Canada Needs a New Civil Defence Corps.
Trump’s aggression means it’s time to train thousands more civilians for disaster preparedness. Would you join?
Peter MacLeod
The Tyee
5 Mar 2025
Letter to the Editor
When Sweden joined NATO last year, it wasn’t a decision made lightly. Swedes are famously independent, deeply pragmatic and serious about their security. During the Cold War, they built a robust civil defence system, training their population in preparedness, stockpiling critical supplies and ensuring that in any crisis—natural or man-made—Sweden could stand on its own feet.
After the Berlin Wall fell, Sweden, like much of the West, took a “peace dividend.” Civil defence was scaled back and military spending shrank. That all changed in 2017. Seeing the world shift under its feet, Sweden reinstated partial conscription, restarted preparedness training and began fortifying its infrastructure.

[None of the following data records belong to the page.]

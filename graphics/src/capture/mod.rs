//! Frame capture: request types, progress, cancellation and encoding.
//!
//! The pipeline itself lives on [`RenderLoop::shot`](crate::RenderLoop::shot);
//! this module holds everything it is parameterized with.

mod encode;
mod progress;

pub use encode::encode_texture;
pub use progress::{CancellationToken, ProgressSink, Subrange};

use crate::error::{RenderError, RenderResult};
use crate::target::{TargetTexture, ensure_format};
use crate::types::TextureFormat;

/// Output image encoding of a capture.
#[derive(Debug, Clone, Copy, PartialEq, Eq, Default)]
pub enum ShotFormat {
    #[default]
    Png,
    Jpeg {
        quality: u8,
    },
    Bmp,
    /// OpenEXR, 32-bit float.
    Exr,
}

impl ShotFormat {
    /// Whether the format keeps values outside 0..1.
    pub fn is_hdr(&self) -> bool {
        matches!(self, Self::Exr)
    }

    /// Pixel format the frame is rendered in before encoding.
    pub fn texture_format(&self) -> TextureFormat {
        if self.is_hdr() {
            TextureFormat::Rgba32Float
        } else {
            TextureFormat::Rgba8Unorm
        }
    }

    pub fn extension(&self) -> &'static str {
        match self {
            Self::Png => "png",
            Self::Jpeg { .. } => "jpg",
            Self::Bmp => "bmp",
            Self::Exr => "exr",
        }
    }

    /// Guess the format from a file extension. JPEG uses quality 90.
    pub fn from_extension(extension: &str) -> Option<Self> {
        match extension.to_ascii_lowercase().as_str() {
            "png" => Some(Self::Png),
            "jpg" | "jpeg" => Some(Self::Jpeg { quality: 90 }),
            "bmp" => Some(Self::Bmp),
            "exr" => Some(Self::Exr),
            _ => None,
        }
    }
}

/// Parameters of a single capture.
///
/// # Example
///
/// ```
/// use showroom_graphics::{ShotFormat, ShotRequest};
///
/// let request = ShotRequest::new(1920, 1080)
///     .with_downscale(0.5)
///     .with_format(ShotFormat::Exr);
/// assert!(request.validate().is_ok());
/// assert_eq!(request.output_size(), (960, 540));
/// ```
#[derive(Debug, Clone, Copy, PartialEq)]
pub struct ShotRequest {
    /// Logical width the frame is rendered at.
    pub width: u32,
    /// Logical height the frame is rendered at.
    pub height: u32,
    /// Output scale, in `(0, 1]`.
    pub downscale: f64,
    /// Centered fraction of the frame that is kept, in `(0, 1]`.
    pub crop: f64,
    pub format: ShotFormat,
}

impl ShotRequest {
    pub fn new(width: u32, height: u32) -> Self {
        Self {
            width,
            height,
            downscale: 1.0,
            crop: 1.0,
            format: ShotFormat::Png,
        }
    }

    pub fn with_downscale(mut self, downscale: f64) -> Self {
        self.downscale = downscale;
        self
    }

    pub fn with_crop(mut self, crop: f64) -> Self {
        self.crop = crop;
        self
    }

    pub fn with_format(mut self, format: ShotFormat) -> Self {
        self.format = format;
        self
    }

    pub fn validate(&self) -> RenderResult<()> {
        if self.width == 0 || self.height == 0 {
            return Err(RenderError::InvalidParameter(format!(
                "shot size {}x{} is empty",
                self.width, self.height
            )));
        }
        for (name, value) in [("downscale", self.downscale), ("crop", self.crop)] {
            if !(value > 0.0 && value <= 1.0) {
                return Err(RenderError::InvalidParameter(format!(
                    "{name} must be in (0, 1], got {value}"
                )));
            }
        }
        Ok(())
    }

    /// Whether the live render target can be encoded as is.
    pub fn is_direct(&self) -> bool {
        self.downscale == 1.0 && self.crop == 1.0 && !self.format.is_hdr()
    }

    /// Size after downscaling.
    pub fn output_size(&self) -> (u32, u32) {
        (
            scale(self.width, self.downscale),
            scale(self.height, self.downscale),
        )
    }

    /// Size of the encoded image.
    ///
    /// The kept center is scaled back up by `1 / crop`.
    pub fn final_size(&self) -> (u32, u32) {
        let (width, height) = self.output_size();
        (scale(width, 1.0 / self.crop), scale(height, 1.0 / self.crop))
    }
}

fn scale(value: u32, factor: f64) -> u32 {
    ((value as f64 * factor).round() as u32).max(1)
}

/// Result of a successful capture.
#[derive(Debug, Clone, Copy, PartialEq, Eq)]
pub struct ShotOutcome {
    /// Width of the encoded image.
    pub width: u32,
    /// Height of the encoded image.
    pub height: u32,
    /// Whether the live render target was encoded directly.
    pub fast_path: bool,
}

/// Auxiliary textures retained between captures.
#[derive(Debug, Default)]
pub(crate) struct CaptureBuffers {
    pub(crate) render: Option<TargetTexture>,
    pub(crate) resolve: Option<TargetTexture>,
    pub(crate) downscale: Option<TargetTexture>,
    pub(crate) crop: Option<TargetTexture>,
}

impl CaptureBuffers {
    pub(crate) fn render(&mut self, format: TextureFormat) -> &mut TargetTexture {
        ensure_format(&mut self.render, format, "shot render buffer")
    }

    pub(crate) fn resolve(&mut self, format: TextureFormat) -> &mut TargetTexture {
        ensure_format(&mut self.resolve, format, "shot resolve buffer")
    }

    pub(crate) fn downscale(&mut self, format: TextureFormat) -> &mut TargetTexture {
        ensure_format(&mut self.downscale, format, "shot downscale buffer")
    }

    pub(crate) fn crop(&mut self, format: TextureFormat) -> &mut TargetTexture {
        ensure_format(&mut self.crop, format, "shot crop buffer")
    }

    pub(crate) fn release(&mut self) {
        *self = Self::default();
    }

    pub(crate) fn allocated(&self) -> usize {
        [&self.render, &self.resolve, &self.downscale, &self.crop]
            .into_iter()
            .filter(|target| target.as_ref().is_some_and(|t| t.texture().is_some()))
            .count()
    }
}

Today, following the reactivation of its Psychological Defence Agency, every Swedish household receives a booklet titled “If Crisis or War Comes,” outlining what to do in an emergency. The country has retrained thousands of reservists and rebuilt its civil protection programs—not because it wants war, but because it takes security seriously.
Canada should be doing the same.
[I and others among my friends and acquaintances, including a few members of CACOR, have long advocated from a Green Corps to undertake projects aimed at improving our interactions with our environment. Lately, I have felt that some sort of corps might go a long way to help us maintain our sovereignty. Ed.]